DATA TO EXAMINE Start Marker

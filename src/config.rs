//! Vault configuration: password history, parameters and store settings
//!
//! The configuration is a pretty-printed JSON document so it stays easy to
//! diff. Everything sensitive (the password history and the secret
//! parameters, such as webmail credentials) lives in one section sealed with
//! the newest password. A vault without any password keeps that section in
//! plain text.
//!
//! ```text
//! {
//!   "format_version": 1,
//!   "kdf": { "salt": "...", "iterations": 100000 },
//!   "parameters": { "last_index": "..." },
//!   "secrets": { "protection": "sealed", "blob": "base64(nonce||ciphertext||tag)" },
//!   "stores": [ { "kind": "local_disk", "name": "disk", ... } ]
//! }
//! ```
//!
//! Passwords form an ordered list of epochs. Content is always encrypted
//! with the newest password, and decrypted with whichever password was
//! current as of the revision's backup date, so old backups stay readable
//! after a password change.

use crate::crypto::{self, EncryptionKey, KdfParams, KeyRing, DEFAULT_ITERATIONS};
use crate::error::{Result, VaultError};
use crate::revision::RevisionIdentifier;
use crate::store::StoreSettings;
use crate::utils::atomic_write;
use base64::engine::general_purpose::STANDARD;
use base64::Engine;
use chrono::{DateTime, Utc};
use parking_lot::Mutex;
use serde::{Deserialize, Serialize};
use std::collections::BTreeMap;
use std::fs;
use std::path::{Path, PathBuf};
use tracing::{debug, info};

/// Current configuration document version
pub const CONFIG_FORMAT_VERSION: u32 = 1;

/// Parameter key holding the most recent self-backed-up index
pub const LAST_INDEX_PARAMETER: &str = "last_index";

/// A password and the moment it took effect
#[derive(Clone, PartialEq, Eq, Serialize, Deserialize)]
pub struct PasswordEpoch {
    /// The password
    pub password: String,
    /// When it became the current password
    pub effective: DateTime<Utc>,
}

impl std::fmt::Debug for PasswordEpoch {
    fn fmt(&self, f: &mut std::fmt::Formatter<'_>) -> std::fmt::Result {
        f.debug_struct("PasswordEpoch")
            .field("password", &"<redacted>")
            .field("effective", &self.effective)
            .finish()
    }
}

/// Where the self-backed-up index lives
#[derive(Debug, Clone, PartialEq, Eq, Serialize, Deserialize)]
pub struct IndexRecord {
    /// Identifier the index was stored under
    pub identifier: RevisionIdentifier,
    /// Backup date, selects the password epoch for decryption
    pub date: DateTime<Utc>,
    /// Bytes charged to the store
    pub stored_size: u64,
}

#[derive(Debug, Serialize, Deserialize)]
struct ConfigDocument {
    format_version: u32,
    kdf: KdfParams,
    #[serde(default)]
    parameters: BTreeMap<String, String>,
    secrets: SecretSection,
    #[serde(default)]
    stores: Vec<StoreSettings>,
}

#[derive(Debug, Serialize, Deserialize)]
#[serde(tag = "protection", rename_all = "snake_case")]
enum SecretSection {
    Plain {
        #[serde(default)]
        parameters: BTreeMap<String, String>,
    },
    Sealed {
        blob: String,
    },
}

#[derive(Debug, Default, Serialize, Deserialize)]
struct SecretDocument {
    passwords: Vec<PasswordEpoch>,
    parameters: BTreeMap<String, String>,
}

#[derive(Debug, Default)]
struct ConfigState {
    path: Option<PathBuf>,
    passwords: Vec<PasswordEpoch>,
    parameters: BTreeMap<String, String>,
    secret_parameters: BTreeMap<String, String>,
    stores: Vec<StoreSettings>,
}

/// The vault's configuration, guarded by a single lock
#[derive(Debug)]
pub struct VaultConfiguration {
    keys: KeyRing,
    state: Mutex<ConfigState>,
}

impl VaultConfiguration {
    /// In-memory configuration with a fresh KDF salt
    pub fn new(kdf_iterations: u32) -> Result<Self> {
        Ok(Self {
            keys: KeyRing::new(KdfParams::generate(kdf_iterations)?),
            state: Mutex::new(ConfigState::default()),
        })
    }

    /// Create a configuration file at `path`
    ///
    /// # Errors
    ///
    /// - [`VaultError::InvalidConfiguration`] if a file already exists there
    pub fn create(path: &Path, kdf_iterations: u32) -> Result<Self> {
        if path.exists() {
            return Err(VaultError::InvalidConfiguration(format!(
                "configuration already exists at {path:?}"
            )));
        }
        let config = Self::new(kdf_iterations)?;
        config.state.lock().path = Some(path.to_path_buf());
        config.save()?;
        info!("Created vault configuration at {:?}", path);
        Ok(config)
    }

    /// Create with the default iteration count
    pub fn create_default(path: &Path) -> Result<Self> {
        Self::create(path, DEFAULT_ITERATIONS)
    }

    /// Load a configuration file, unlocking it with the newest password
    ///
    /// # Errors
    ///
    /// - [`VaultError::WrongPassword`] if the secrets are sealed and the
    ///   password is missing or wrong
    /// - [`VaultError::Json`] if the document is malformed
    pub fn load(path: &Path, password: Option<&str>) -> Result<Self> {
        let document: ConfigDocument = serde_json::from_slice(&fs::read(path)?)?;
        if document.format_version > CONFIG_FORMAT_VERSION {
            return Err(VaultError::InvalidConfiguration(format!(
                "configuration format {} is newer than supported {}",
                document.format_version, CONFIG_FORMAT_VERSION
            )));
        }

        let keys = KeyRing::new(document.kdf);
        let secrets = match document.secrets {
            SecretSection::Plain { parameters } => SecretDocument {
                passwords: Vec::new(),
                parameters,
            },
            SecretSection::Sealed { blob } => {
                let password = password.ok_or(VaultError::WrongPassword)?;
                let sealed = STANDARD
                    .decode(blob)
                    .map_err(|e| VaultError::InvalidConfiguration(format!("bad secrets blob: {e}")))?;
                let plain = crypto::open(&keys.key_for(password)?, &sealed)
                    .map_err(|_| VaultError::WrongPassword)?;
                serde_json::from_slice(&plain)?
            }
        };

        debug!(
            "Loaded configuration {:?}: {} password epoch(s), {} store(s)",
            path,
            secrets.passwords.len(),
            document.stores.len()
        );
        Ok(Self {
            keys,
            state: Mutex::new(ConfigState {
                path: Some(path.to_path_buf()),
                passwords: secrets.passwords,
                parameters: document.parameters,
                secret_parameters: secrets.parameters,
                stores: document.stores,
            }),
        })
    }

    /// Path the configuration is saved to, if any
    pub fn path(&self) -> Option<PathBuf> {
        self.state.lock().path.clone()
    }

    /// Serialize to the JSON document
    pub fn to_json(&self) -> Result<String> {
        let state = self.state.lock();
        let secrets = SecretDocument {
            passwords: state.passwords.clone(),
            parameters: state.secret_parameters.clone(),
        };
        let secrets = match state.passwords.last() {
            None => SecretSection::Plain {
                parameters: secrets.parameters,
            },
            Some(newest) => {
                let key = self.keys.key_for(&newest.password)?;
                let sealed = crypto::seal(&key, &serde_json::to_vec(&secrets)?)?;
                SecretSection::Sealed {
                    blob: STANDARD.encode(sealed),
                }
            }
        };
        let document = ConfigDocument {
            format_version: CONFIG_FORMAT_VERSION,
            kdf: self.keys.params().clone(),
            parameters: state.parameters.clone(),
            secrets,
            stores: state.stores.clone(),
        };
        Ok(serde_json::to_string_pretty(&document)?)
    }

    /// Persist to the configuration path (no-op for in-memory configurations)
    pub fn save(&self) -> Result<()> {
        let Some(path) = self.path() else {
            return Ok(());
        };
        let json = self.to_json()?;
        atomic_write(&path, json.as_bytes())?;
        debug!("Saved configuration to {:?}", path);
        Ok(())
    }

    /// Append a password epoch
    ///
    /// # Errors
    ///
    /// - [`VaultError::InvalidConfiguration`] if `effective` is not after the
    ///   newest epoch, or the password is empty
    pub fn add_password(&self, password: &str, effective: DateTime<Utc>) -> Result<()> {
        if password.is_empty() {
            return Err(VaultError::InvalidConfiguration("password must not be empty".to_string()));
        }
        let mut state = self.state.lock();
        if let Some(newest) = state.passwords.last() {
            if effective <= newest.effective {
                return Err(VaultError::InvalidConfiguration(format!(
                    "password effective date {effective} is not after {}",
                    newest.effective
                )));
            }
        }
        state.passwords.push(PasswordEpoch {
            password: password.to_string(),
            effective,
        });
        info!("Added password epoch effective {}", effective);
        Ok(())
    }

    /// Make `password` current from now on and persist the change
    pub fn change_password(&self, password: &str) -> Result<()> {
        self.add_password(password, Utc::now())?;
        self.save()
    }

    /// Whether content is encrypted
    pub fn has_password(&self) -> bool {
        !self.state.lock().passwords.is_empty()
    }

    /// Number of password epochs
    pub fn password_count(&self) -> usize {
        self.state.lock().passwords.len()
    }

    /// The newest password
    pub fn current_password(&self) -> Option<String> {
        self.state.lock().passwords.last().map(|e| e.password.clone())
    }

    /// The password that was current at `date`
    ///
    /// `None` if no password had taken effect yet.
    pub fn password_as_of(&self, date: DateTime<Utc>) -> Option<String> {
        self.state
            .lock()
            .passwords
            .iter()
            .rev()
            .find(|e| e.effective <= date)
            .map(|e| e.password.clone())
    }

    /// Key for new content
    pub fn current_key(&self) -> Result<Option<EncryptionKey>> {
        self.current_password()
            .map(|p| self.keys.key_for(&p))
            .transpose()
    }

    /// Key for content backed up at `date`
    pub fn key_as_of(&self, date: DateTime<Utc>) -> Result<Option<EncryptionKey>> {
        self.password_as_of(date)
            .map(|p| self.keys.key_for(&p))
            .transpose()
    }

    /// Keys of every epoch, newest first
    pub fn keys_newest_first(&self) -> Result<Vec<EncryptionKey>> {
        let passwords: Vec<String> = self
            .state
            .lock()
            .passwords
            .iter()
            .rev()
            .map(|e| e.password.clone())
            .collect();
        passwords.iter().map(|p| self.keys.key_for(p)).collect()
    }

    /// Plain parameter
    pub fn parameter(&self, key: &str) -> Option<String> {
        self.state.lock().parameters.get(key).cloned()
    }

    /// Set a plain parameter
    pub fn set_parameter(&self, key: impl Into<String>, value: impl Into<String>) {
        self.state.lock().parameters.insert(key.into(), value.into());
    }

    /// Remove a plain parameter
    pub fn remove_parameter(&self, key: &str) -> Option<String> {
        self.state.lock().parameters.remove(key)
    }

    /// Parameter kept in the sealed section
    pub fn secret_parameter(&self, key: &str) -> Option<String> {
        self.state.lock().secret_parameters.get(key).cloned()
    }

    /// Set a parameter kept in the sealed section
    pub fn set_secret_parameter(&self, key: impl Into<String>, value: impl Into<String>) {
        self.state
            .lock()
            .secret_parameters
            .insert(key.into(), value.into());
    }

    /// Settings of every configured store, in admission order
    pub fn stores(&self) -> Vec<StoreSettings> {
        self.state.lock().stores.clone()
    }

    /// Add a store's settings
    ///
    /// # Errors
    ///
    /// - [`VaultError::InvalidConfiguration`] if the name is already taken
    pub fn add_store(&self, settings: StoreSettings) -> Result<()> {
        let mut state = self.state.lock();
        if state.stores.iter().any(|s| s.name() == settings.name()) {
            return Err(VaultError::InvalidConfiguration(format!(
                "a store named '{}' already exists",
                settings.name()
            )));
        }
        state.stores.push(settings);
        Ok(())
    }

    /// Remove a store's settings by name
    pub fn remove_store(&self, name: &str) -> bool {
        let mut state = self.state.lock();
        let before = state.stores.len();
        state.stores.retain(|s| s.name() != name);
        state.stores.len() != before
    }

    /// The most recent self-backed-up index
    pub fn last_index(&self) -> Result<Option<IndexRecord>> {
        self.parameter(LAST_INDEX_PARAMETER)
            .map(|json| serde_json::from_str(&json).map_err(VaultError::from))
            .transpose()
    }

    /// Record the most recent self-backed-up index
    pub fn set_last_index(&self, record: &IndexRecord) -> Result<()> {
        self.set_parameter(LAST_INDEX_PARAMETER, serde_json::to_string(record)?);
        Ok(())
    }
}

DATA TO EXAMINE End Marker

* **TASK OBJECTIVE**:
Go through the entries above and report each line with the string "recent" in it.

* **EXERCISE OUTPUT**:
/// Parameter key holding the most recent self-backed-up index
    /// The most recent self-backed-up index
    /// Record the most recent self-backed-up index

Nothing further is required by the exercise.